I started to slowly filter information to her about her parents and explored how she felt….. it varied between longing to see them and longing to shoot them. After watching the film where her mum said “its wasn’t your fault it was mine I’m not very well” she was ready to meet them.

The day remains etched in our minds and it still stings. I filmed it but we don’t know if we can share that yet. It is almost too powerful. A displaced and fragmented eight year old runs down a hotel corridor, arms open wide towards her mother shouting and sobbing “mummy!!!!!!”. Their embrace is heartbreaking and yet cathartic for all.

What follows is not a bed of roses or a skip into the sunset. It’s been bloody hard work to manage safely and therapeutically. My daughter faced triggers and showed challenging behaviour after some contacts. At certain times of development she has wisely, through therapy, chosen not to have contact for anything up to a year.  However what we have is a history that involves the elephant in the room sitting visible on our settee, drinking tea, celebrating Christmas and birthdays, sharing information and most importantly, slowly if at times clumsily, extracting shame, guilt and feelings of rejection from our daughters soul.

I have had to live with my decisions as any parent does. All parents have to make potentially life changing decisions for their children even when they are not psychologically damaged. I do not judge those who decide against contact. Each child is individual and some birth parents too selfish or damaged to play a part in any healing role. If mismanaged, contact can be retraumatising and cruel. The childs healing must be central to all and personal judgement must be put aside.

If contact is out of the question I would ask:

“has your experience of local authority assessments and support been good for you in order to support your child?  Has it ever felt like you and your child are seemingly abandoned by the system that put you together? Have you had to argue for help or get a bit stroppy to be understood on behalf of your child? Would more money help hugely to care for your child’s needs at home or school? Do you ever worry you can’t cope with your child? Do you ever feel like screaming or running away? Do you ever have to count to ten so as not to smack your child?”

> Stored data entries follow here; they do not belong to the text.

use async_trait::async_trait;
use tokio_util::sync::CancellationToken;

use super::{ProgressSink, WorkflowError};
use crate::domain::travel::{TravelItinerary, TravelPlanRequest};

/// Runs one planning workflow for a request.
///
/// Progress notifications are non-decreasing and end at 100 on success. The
/// call returns either a complete itinerary or the failure that aborted the
/// run; a cancelled run yields [`WorkflowError::Cancelled`].
#[async_trait]
pub trait TravelPlanner: Send + Sync {
    async fn execute(
        &self,
        request: &TravelPlanRequest,
        task_id: &str,
        progress: &dyn ProgressSink,
        cancel: &CancellationToken,
    ) -> Result<TravelItinerary, WorkflowError>;
}
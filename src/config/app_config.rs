use serde::Deserialize;

/// Application configuration
#[derive(Debug, Clone, Deserialize, Default)]
#[serde(default)]
pub struct AppConfig {
    pub server: ServerConfig,
    pub logging: LoggingConfig,
    pub llm: LlmConfig,
    pub currency: CurrencyConfig,
    pub weather: WeatherConfig,
    pub plans: PlanStoreConfig,
    pub metrics: MetricsConfig,
}

#[derive(Debug, Clone, Deserialize)]
#[serde(default)]
pub struct ServerConfig {
    pub host: String,
    pub port: u16,
}

#[derive(Debug, Clone, Deserialize)]
#[serde(default)]
pub struct LoggingConfig {
    pub level: String,
    pub format: LogFormat,
}

#[derive(Debug, Clone, Deserialize, Default, PartialEq, Eq)]
#[serde(rename_all = "lowercase")]
pub enum LogFormat {
    #[default]
    Pretty,
    Json,
}

#[derive(Debug, Clone, Deserialize, Default, PartialEq, Eq)]
#[serde(rename_all = "snake_case")]
pub enum LlmProviderKind {
    #[default]
    #[serde(alias = "openai")]
    OpenAi,
    #[serde(alias = "azure", alias = "azure_openai")]
    AzureOpenAi,
}

/// Text generation backend used by the planning agents
#[derive(Debug, Clone, Deserialize)]
#[serde(default)]
pub struct LlmConfig {
    pub provider: LlmProviderKind,
    /// Model name, or deployment name for Azure OpenAI
    pub model: String,
    /// Overrides the OpenAI base URL
    pub base_url: Option<String>,
    /// Azure OpenAI resource endpoint
    pub endpoint: Option<String>,
    pub api_version: String,
    /// Falls back to `OPENAI_API_KEY` / `AZURE_OPENAI_API_KEY` when unset
    pub api_key: Option<String>,
    pub temperature: f32,
    pub max_tokens: u32,
    pub timeout_secs: u64,
}

#[derive(Debug, Clone, Deserialize)]
#[serde(default)]
pub struct CurrencyConfig {
    pub base_url: String,
    pub timeout_secs: u64,
}

#[derive(Debug, Clone, Deserialize)]
#[serde(default)]
pub struct WeatherConfig {
    pub base_url: String,
    pub user_agent: String,
    pub timeout_secs: u64,
}

/// Retention of submitted travel plans
#[derive(Debug, Clone, Deserialize)]
#[serde(default)]
pub struct PlanStoreConfig {
    /// Finished plans older than this are removed
    pub retention_secs: u64,
    pub cleanup_interval_secs: u64,
}

#[derive(Debug, Clone, Deserialize)]
#[serde(default)]
pub struct MetricsConfig {
    pub enabled: bool,
    pub path: String,
}

impl Default for ServerConfig {
    fn default() -> Self {
        Self {
            host: "0.0.0.0".to_string(),
            port: 8080,
        }
    }
}

impl Default for LoggingConfig {
    fn default() -> Self {
        Self {
            level: "info".to_string(),
            format: LogFormat::default(),
        }
    }
}

impl Default for LlmConfig {
    fn default() -> Self {
        Self {
            provider: LlmProviderKind::default(),
            model: "gpt-4o".to_string(),
            base_url: None,
            endpoint: None,
            api_version: "2024-02-01".to_string(),
            api_key: None,
            temperature: 0.7,
            max_tokens: 4000,
            timeout_secs: 120,
        }
    }
}

impl Default for CurrencyConfig {
    fn default() -> Self {
        Self {
            base_url: "https://api.frankfurter.app".to_string(),
            timeout_secs: 10,
        }
    }
}

impl Default for WeatherConfig {
    fn default() -> Self {
        Self {
            base_url: "https://api.weather.gov".to_string(),
            user_agent: "TravelPlanner/1.0 (travel-planner@example.com)".to_string(),
            timeout_secs: 10,
        }
    }
}

impl Default for PlanStoreConfig {
    fn default() -> Self {
        Self {
            retention_secs: 3600,
            cleanup_interval_secs: 300,
        }
    }
}

impl Default for MetricsConfig {
    fn default() -> Self {
        Self {
            enabled: true,
            path: "/metrics".to_string(),
        }
    }
}

impl LlmConfig {
    /// Configured key, else the provider's conventional environment variable
    pub fn resolve_api_key(&self) -> Option<String> {
        if let Some(key) = self.api_key.as_ref().filter(|k| !k.is_empty()) {
            return Some(key.clone());
        }

        let var = match self.provider {
            LlmProviderKind::OpenAi => "OPENAI_API_KEY",
            LlmProviderKind::AzureOpenAi => "AZURE_OPENAI_API_KEY",
        };
        std::env::var(var).ok().filter(|k| !k.is_empty())
    }
}

impl AppConfig {
    pub fn load() -> Result<Self, config::ConfigError> {
        let config = config::Config::builder()
            .add_source(config::File::with_name("config/default").required(false))
            .add_source(config::File::with_name("config/local").required(false))
            .add_source(
                config::Environment::with_prefix("APP")
                    .separator("__")
                    .try_parsing(true),
            )
            .build()?;

        config.try_deserialize()
    }
}

#[cfg(test)]
mod tests {
    use super::*;

    #[test]
    fn test_defaults() {
        let config = AppConfig::default();
        assert_eq!(config.server.port, 8080);
        assert_eq!(config.logging.format, LogFormat::Pretty);
        assert_eq!(config.llm.provider, LlmProviderKind::OpenAi);
        assert_eq!(config.currency.base_url, "https://api.frankfurter.app");
        assert_eq!(config.weather.base_url, "https://api.weather.gov");
        assert!(config.metrics.enabled);
    }

    #[test]
    fn test_partial_sources_keep_defaults() {
        let config: AppConfig = config::Config::builder()
            .set_override("server.port", 9090)
            .unwrap()
            .set_override("llm.provider", "azure_openai")
            .unwrap()
            .set_override("logging.format", "json")
            .unwrap()
            .build()
            .unwrap()
            .try_deserialize()
            .unwrap();

        assert_eq!(config.server.port, 9090);
        assert_eq!(config.server.host, "0.0.0.0");
        assert_eq!(config.llm.provider, LlmProviderKind::AzureOpenAi);
        assert_eq!(config.llm.model, "gpt-4o");
        assert_eq!(config.logging.format, LogFormat::Json);
        assert_eq!(config.plans.retention_secs, 3600);
    }

    #[test]
    fn test_configured_api_key_wins() {
        let llm = LlmConfig {
            api_key: Some("sk-configured".to_string()),
            ..LlmConfig::default()
        };
        assert_eq!(llm.resolve_api_key().as_deref(), Some("sk-configured"));
    }
}
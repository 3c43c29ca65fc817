//! Per-run workflow state
//!
//! Holds the typed intermediate results of one planning run together with
//! the completed-step log and the phase counter. A state is owned by exactly
//! one run and discarded after assembly.

use std::fmt;

use chrono::{DateTime, Utc};

use crate::domain::travel::{BudgetBreakdown, CurrencyConversion, WeatherForecast};

/// Step names recorded in the completed-step log
pub mod steps {
    pub const CURRENCY_GATHERING: &str = "CurrencyGathering";
    pub const WEATHER_GATHERING: &str = "WeatherGathering";
    pub const LOCAL_KNOWLEDGE_GATHERING: &str = "LocalKnowledgeGathering";
    pub const INFORMATION_GATHERING: &str = "InformationGathering";
    pub const ITINERARY_PLANNING: &str = "ItineraryPlanning";
    pub const BUDGET_OPTIMIZATION: &str = "BudgetOptimization";
    pub const FINAL_ASSEMBLY: &str = "FinalAssembly";
}

/// Stages of a run, in execution order
#[derive(Debug, Clone, Copy, PartialEq, Eq, PartialOrd, Ord)]
pub enum WorkflowStage {
    Init,
    Gathering,
    Itinerary,
    Budget,
    Assembly,
    Done,
}

impl WorkflowStage {
    /// Number of phases finished once this stage is entered (0-4)
    pub fn completed_phases(&self) -> u8 {
        match self {
            Self::Init | Self::Gathering => 0,
            Self::Itinerary => 1,
            Self::Budget => 2,
            Self::Assembly => 3,
            Self::Done => 4,
        }
    }

    pub fn as_str(&self) -> &'static str {
        match self {
            Self::Init => "init",
            Self::Gathering => "gathering",
            Self::Itinerary => "itinerary",
            Self::Budget => "budget",
            Self::Assembly => "assembly",
            Self::Done => "done",
        }
    }
}

impl fmt::Display for WorkflowStage {
    fn fmt(&self, f: &mut fmt::Formatter<'_>) -> fmt::Result {
        write!(f, "{}", self.as_str())
    }
}

#[derive(Debug, Clone)]
pub struct WorkflowState {
    task_id: String,
    stage: WorkflowStage,
    completed_steps: Vec<&'static str>,
    started_at: DateTime<Utc>,

    currency_conversion: Option<CurrencyConversion>,
    weather_forecasts: Option<Vec<WeatherForecast>>,
    local_knowledge: Option<String>,
    itinerary: Option<String>,
    budget: Option<BudgetBreakdown>,
}

impl WorkflowState {
    pub fn new(task_id: impl Into<String>) -> Self {
        Self {
            task_id: task_id.into(),
            stage: WorkflowStage::Init,
            completed_steps: Vec::new(),
            started_at: Utc::now(),
            currency_conversion: None,
            weather_forecasts: None,
            local_knowledge: None,
            itinerary: None,
            budget: None,
        }
    }

    pub fn task_id(&self) -> &str {
        &self.task_id
    }

    pub fn started_at(&self) -> DateTime<Utc> {
        self.started_at
    }

    pub fn stage(&self) -> WorkflowStage {
        self.stage
    }

    pub fn current_phase(&self) -> u8 {
        self.stage.completed_phases()
    }

    /// Move forward to `stage`. Never moves backwards.
    pub fn advance_to(&mut self, stage: WorkflowStage) {
        if stage > self.stage {
            self.stage = stage;
        }
    }

    /// Idempotent; keeps first-completion order
    pub fn mark_step_complete(&mut self, step: &'static str) {
        if !self.completed_steps.contains(&step) {
            self.completed_steps.push(step);
        }
    }

    pub fn is_step_complete(&self, step: &str) -> bool {
        self.completed_steps.contains(&step)
    }

    pub fn completed_steps(&self) -> &[&'static str] {
        &self.completed_steps
    }

    pub fn set_currency_conversion(&mut self, conversion: CurrencyConversion) {
        self.currency_conversion = Some(conversion);
    }

    pub fn currency_conversion(&self) -> Option<&CurrencyConversion> {
        self.currency_conversion.as_ref()
    }

    pub fn set_weather_forecasts(&mut self, forecasts: Vec<WeatherForecast>) {
        self.weather_forecasts = Some(forecasts);
    }

    /// Forecast periods; empty when weather was not gathered
    pub fn weather_forecasts(&self) -> &[WeatherForecast] {
        self.weather_forecasts.as_deref().unwrap_or_default()
    }

    pub fn has_weather_forecasts(&self) -> bool {
        self.weather_forecasts.is_some()
    }

    pub fn set_local_knowledge(&mut self, knowledge: String) {
        self.local_knowledge = Some(knowledge);
    }

    /// Local knowledge text; empty when not gathered
    pub fn local_knowledge(&self) -> &str {
        self.local_knowledge.as_deref().unwrap_or_default()
    }

    pub fn set_itinerary(&mut self, itinerary: String) {
        self.itinerary = Some(itinerary);
    }

    pub fn itinerary(&self) -> Option<&str> {
        self.itinerary.as_deref()
    }

    pub fn set_budget(&mut self, budget: BudgetBreakdown) {
        self.budget = Some(budget);
    }

    pub fn budget(&self) -> Option<&BudgetBreakdown> {
        self.budget.as_ref()
    }
}

#[cfg(test)]
mod tests {
    use super::*;

    #[test]
    fn test_new_state_is_empty() {
        let state = WorkflowState::new("task-1");

        assert_eq!(state.task_id(), "task-1");
        assert_eq!(state.stage(), WorkflowStage::Init);
        assert_eq!(state.current_phase(), 0);
        assert!(state.completed_steps().is_empty());
        assert!(state.currency_conversion().is_none());
        assert!(state.weather_forecasts().is_empty());
        assert!(!state.has_weather_forecasts());
        assert_eq!(state.local_knowledge(), "");
    }

    #[test]
    fn test_mark_step_complete_is_idempotent() {
        let mut state = WorkflowState::new("task-1");
        state.mark_step_complete(steps::CURRENCY_GATHERING);
        state.mark_step_complete(steps::WEATHER_GATHERING);
        state.mark_step_complete(steps::CURRENCY_GATHERING);

        assert_eq!(
            state.completed_steps(),
            &[steps::CURRENCY_GATHERING, steps::WEATHER_GATHERING]
        );
        assert!(state.is_step_complete("WeatherGathering"));
    }

    #[test]
    fn test_phase_never_decreases() {
        let mut state = WorkflowState::new("task-1");
        state.advance_to(WorkflowStage::Budget);
        assert_eq!(state.current_phase(), 2);

        state.advance_to(WorkflowStage::Itinerary);
        assert_eq!(state.stage(), WorkflowStage::Budget);
        assert_eq!(state.current_phase(), 2);

        state.advance_to(WorkflowStage::Done);
        assert_eq!(state.current_phase(), 4);
    }

    #[test]
    fn test_setters_overwrite() {
        let mut state = WorkflowState::new("task-1");
        state.set_local_knowledge("first".to_string());
        state.set_local_knowledge("second".to_string());
        assert_eq!(state.local_knowledge(), "second");

        state.set_weather_forecasts(Vec::new());
        assert!(state.has_weather_forecasts());
        assert!(state.weather_forecasts().is_empty());
    }
}
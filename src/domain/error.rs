use thiserror::Error;

/// Core domain errors
#[derive(Debug, Error)]
pub enum DomainError {
    #[error("Not found: {message}")]
    NotFound { message: String },

    #[error("Validation error: {message}")]
    Validation { message: String },

    #[error("Invalid ID format: {message}")]
    InvalidId { message: String },

    #[error("Provider error: {provider} - {message}")]
    Provider { provider: String, message: String },

    #[error("Configuration error: {message}")]
    Configuration { message: String },

    #[error("Conflict: {message}")]
    Conflict { message: String },

    #[error("Internal error: {message}")]
    Internal { message: String },

    #[error("Request cancelled")]
    Cancelled,
}

impl DomainError {
    pub fn not_found(message: impl Into<String>) -> Self {
        Self::NotFound {
            message: message.into(),
        }
    }

    pub fn conflict(message: impl Into<String>) -> Self {
        Self::Conflict {
            message: message.into(),
        }
    }

    pub fn validation(message: impl Into<String>) -> Self {
        Self::Validation {
            message: message.into(),
        }
    }

    pub fn invalid_id(message: impl Into<String>) -> Self {
        Self::InvalidId {
            message: message.into(),
        }
    }

    pub fn provider(provider: impl Into<String>, message: impl Into<String>) -> Self {
        Self::Provider {
            provider: provider.into(),
            message: message.into(),
        }
    }

    pub fn configuration(message: impl Into<String>) -> Self {
        Self::Configuration {
            message: message.into(),
        }
    }

    pub fn internal(message: impl Into<String>) -> Self {
        Self::Internal {
            message: message.into(),
        }
    }

    /// Whether this error came from a cancellation rather than a data failure
    pub fn is_cancelled(&self) -> bool {
        matches!(self, Self::Cancelled)
    }

    pub fn is_validation(&self) -> bool {
        matches!(self, Self::Validation { .. })
    }
}
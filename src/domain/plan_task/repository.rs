//! Plan task storage

use std::fmt::Debug;

use async_trait::async_trait;
use chrono::{DateTime, Utc};

use super::{PlanTask, TaskError, TaskId};
use crate::domain::error::DomainError;

/// A state change applied to a stored task. Returning an error leaves the
/// stored task untouched.
pub type TaskChange = Box<dyn FnOnce(&mut PlanTask) -> Result<(), TaskError> + Send>;

pub fn task_change<F>(change: F) -> TaskChange
where
    F: FnOnce(&mut PlanTask) -> Result<(), TaskError> + Send + 'static,
{
    Box::new(change)
}

#[async_trait]
pub trait PlanTaskRepository: Send + Sync + Debug {
    async fn find(&self, id: &TaskId) -> Result<Option<PlanTask>, DomainError>;

    /// Store a newly submitted task; an existing id is a conflict
    async fn insert(&self, task: PlanTask) -> Result<(), DomainError>;

    /// Apply `change` atomically with respect to other modifications and
    /// return the stored result
    async fn modify(&self, id: &TaskId, change: TaskChange) -> Result<PlanTask, DomainError>;

    /// Remove finished tasks whose run ended before `cutoff`
    async fn purge_finished_before(&self, cutoff: DateTime<Utc>) -> Result<u64, DomainError>;
}
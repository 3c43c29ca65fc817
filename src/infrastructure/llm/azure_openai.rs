use async_trait::async_trait;

use super::openai::{build_chat_body, parse_chat_response};
use crate::domain::{DomainError, LlmProvider, LlmRequest, LlmResponse};
use crate::infrastructure::http_client::HttpClientTrait;

/// Azure OpenAI API configuration
#[derive(Debug, Clone)]
pub struct AzureOpenAiConfig {
    pub endpoint: String,
    pub api_key: String,
    pub api_version: String,
}

impl AzureOpenAiConfig {
    pub fn new(endpoint: impl Into<String>, api_key: impl Into<String>) -> Self {
        Self {
            endpoint: endpoint.into(),
            api_key: api_key.into(),
            api_version: "2024-02-01".to_string(),
        }
    }

    pub fn with_api_version(mut self, version: impl Into<String>) -> Self {
        self.api_version = version.into();
        self
    }
}

/// Azure OpenAI API provider. The model name is the deployment name.
#[derive(Debug)]
pub struct AzureOpenAiProvider<C: HttpClientTrait> {
    client: C,
    config: AzureOpenAiConfig,
}

impl<C: HttpClientTrait> AzureOpenAiProvider<C> {
    pub fn new(client: C, config: AzureOpenAiConfig) -> Self {
        Self { client, config }
    }

    fn build_url(&self, deployment: &str) -> String {
        format!(
            "{}/openai/deployments/{}/chat/completions?api-version={}",
            self.config.endpoint.trim_end_matches('/'),
            deployment,
            self.config.api_version
        )
    }

    fn headers(&self) -> Vec<(&str, &str)> {
        vec![
            ("api-key", self.config.api_key.as_str()),
            ("Content-Type", "application/json"),
        ]
    }
}

#[async_trait]
impl<C: HttpClientTrait> LlmProvider for AzureOpenAiProvider<C> {
    async fn chat(&self, model: &str, request: LlmRequest) -> Result<LlmResponse, DomainError> {
        let url = self.build_url(model);
        let body = build_chat_body(None, &request);
        let response = self.client.post_json(&url, self.headers(), &body).await?;

        parse_chat_response(self.provider_name(), response)
    }

    fn provider_name(&self) -> &'static str {
        "azure_openai"
    }
}
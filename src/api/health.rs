//! Health check endpoints for liveness and readiness

use std::time::Instant;

use axum::{extract::State, http::StatusCode, response::IntoResponse};

use crate::api::types::Json;
use serde::Serialize;

use super::state::AppState;

/// Detailed health response with component status
#[derive(Serialize)]
pub struct HealthResponse {
    pub status: HealthStatus,
    pub version: String,
    #[serde(skip_serializing_if = "Option::is_none")]
    pub checks: Option<Vec<HealthCheck>>,
    #[serde(skip_serializing_if = "Option::is_none")]
    pub latency_ms: Option<u64>,
}

/// Health check status
#[derive(Serialize, Clone, Copy, PartialEq, Eq)]
#[serde(rename_all = "lowercase")]
pub enum HealthStatus {
    Healthy,
    Degraded,
    Unhealthy,
}

/// Individual component health check
#[derive(Serialize)]
pub struct HealthCheck {
    pub name: String,
    pub status: HealthStatus,
    #[serde(skip_serializing_if = "Option::is_none")]
    pub message: Option<String>,
    #[serde(skip_serializing_if = "Option::is_none")]
    pub latency_ms: Option<u64>,
}

/// Simple health check - returns 200 if the service is running
pub async fn health_check() -> impl IntoResponse {
    let response = HealthResponse {
        status: HealthStatus::Healthy,
        version: env!("CARGO_PKG_VERSION").to_string(),
        checks: None,
        latency_ms: None,
    };

    (StatusCode::OK, Json(response))
}

/// Readiness check: the plan store answers and the worker registry is reachable
pub async fn ready_check(State(state): State<AppState>) -> impl IntoResponse {
    let start = Instant::now();
    let checks = vec![
        check_plan_store(&state).await,
        check_worker(&state).await,
    ];

    let overall_status = if checks.iter().any(|c| c.status == HealthStatus::Unhealthy) {
        HealthStatus::Unhealthy
    } else {
        HealthStatus::Healthy
    };

    let response = HealthResponse {
        status: overall_status,
        version: env!("CARGO_PKG_VERSION").to_string(),
        checks: Some(checks),
        latency_ms: Some(start.elapsed().as_millis() as u64),
    };

    let status_code = match overall_status {
        HealthStatus::Healthy | HealthStatus::Degraded => StatusCode::OK,
        HealthStatus::Unhealthy => StatusCode::SERVICE_UNAVAILABLE,
    };

    (status_code, Json(response))
}

/// Liveness check - simple check to verify the service is running
pub async fn live_check() -> impl IntoResponse {
    StatusCode::OK
}

/// Well-formed plan id that is never generated
const UNUSED_PLAN_ID: &str = "trip-00000000-0000-0000-0000-000000000000";

async fn check_plan_store(state: &AppState) -> HealthCheck {
    let start = Instant::now();

    match state.travel_plans.get(UNUSED_PLAN_ID).await {
        Ok(_) => HealthCheck {
            name: "plan_store".to_string(),
            status: HealthStatus::Healthy,
            message: None,
            latency_ms: Some(start.elapsed().as_millis() as u64),
        },
        Err(e) => HealthCheck {
            name: "plan_store".to_string(),
            status: HealthStatus::Unhealthy,
            message: Some(e.to_string()),
            latency_ms: Some(start.elapsed().as_millis() as u64),
        },
    }
}

async fn check_worker(state: &AppState) -> HealthCheck {
    let start = Instant::now();
    let active = state.travel_plans.active_runs().await;

    HealthCheck {
        name: "planner".to_string(),
        status: HealthStatus::Healthy,
        message: Some(format!("{} active run(s)", active)),
        latency_ms: Some(start.elapsed().as_millis() as u64),
    }
}
//! Submitted travel plans tracked across their background run

mod entity;
mod error;
pub mod repository;

pub use entity::{PlanTask, TaskId, TaskStatus};
pub use error::TaskError;
pub use repository::{task_change, PlanTaskRepository, TaskChange};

If you have felt any of this as a secure, literate adult adopter spare a thought for the dispossessed, and if nothing else maybe try and teach your children the politics of deprivation and poverty. Educate them to the realities of social care, and the power some agencies hold in their position as a third parent. That third parent may be cruel in its ignoring your families cries for help. It may neglect or abandon you. I found it has helped to do that as my daughter has grown up. It promotes a healthy understanding, fighting spirit and self reliance that can aid the transformation from victim to survivor.

My name is Jazz…

 

 

My daughter wants to have her voice but is worried due to her severe dyslexia that people will, in her own words, ‘think I am stupid or thick’. She is neither and editing of her words as she writes affects the flow and concentration. I  have told her not to worry.

Here is the first part of her story. The music she has chosen comes from her emotions playlist. Jazz has always communicated through music. This week’s track sums up her negative feelings towards the system that has generally failed her.

My name is Jazz…

jazz desk

i was born in July.

i was tacen a way fome my berth mum when was 4 years old.

as the ss touk me away thay bangd my head on the door i got told bay my dad i was begging he to let me stay i pobley dident undersand way but my body will have i love them still to this day i was fosta bay fost mum and dad he was in the posest off dieing i rember to this day how much he ment to i was the favent he was like a popper dad and she was a prroper mum one of my merrise is hime saveing i can still smeil that smeil to this day

i met mummy bear when i was five i rember the day i felt a lot of diffent things

i felt happy and seked i was testing out a bit to much i gess i was prettey fuck up exsuse my langwich when she came to meet me we sticjk the touns out at ech uther we went to the park it was autam i spite in her face i guss i was testing her i bit to much.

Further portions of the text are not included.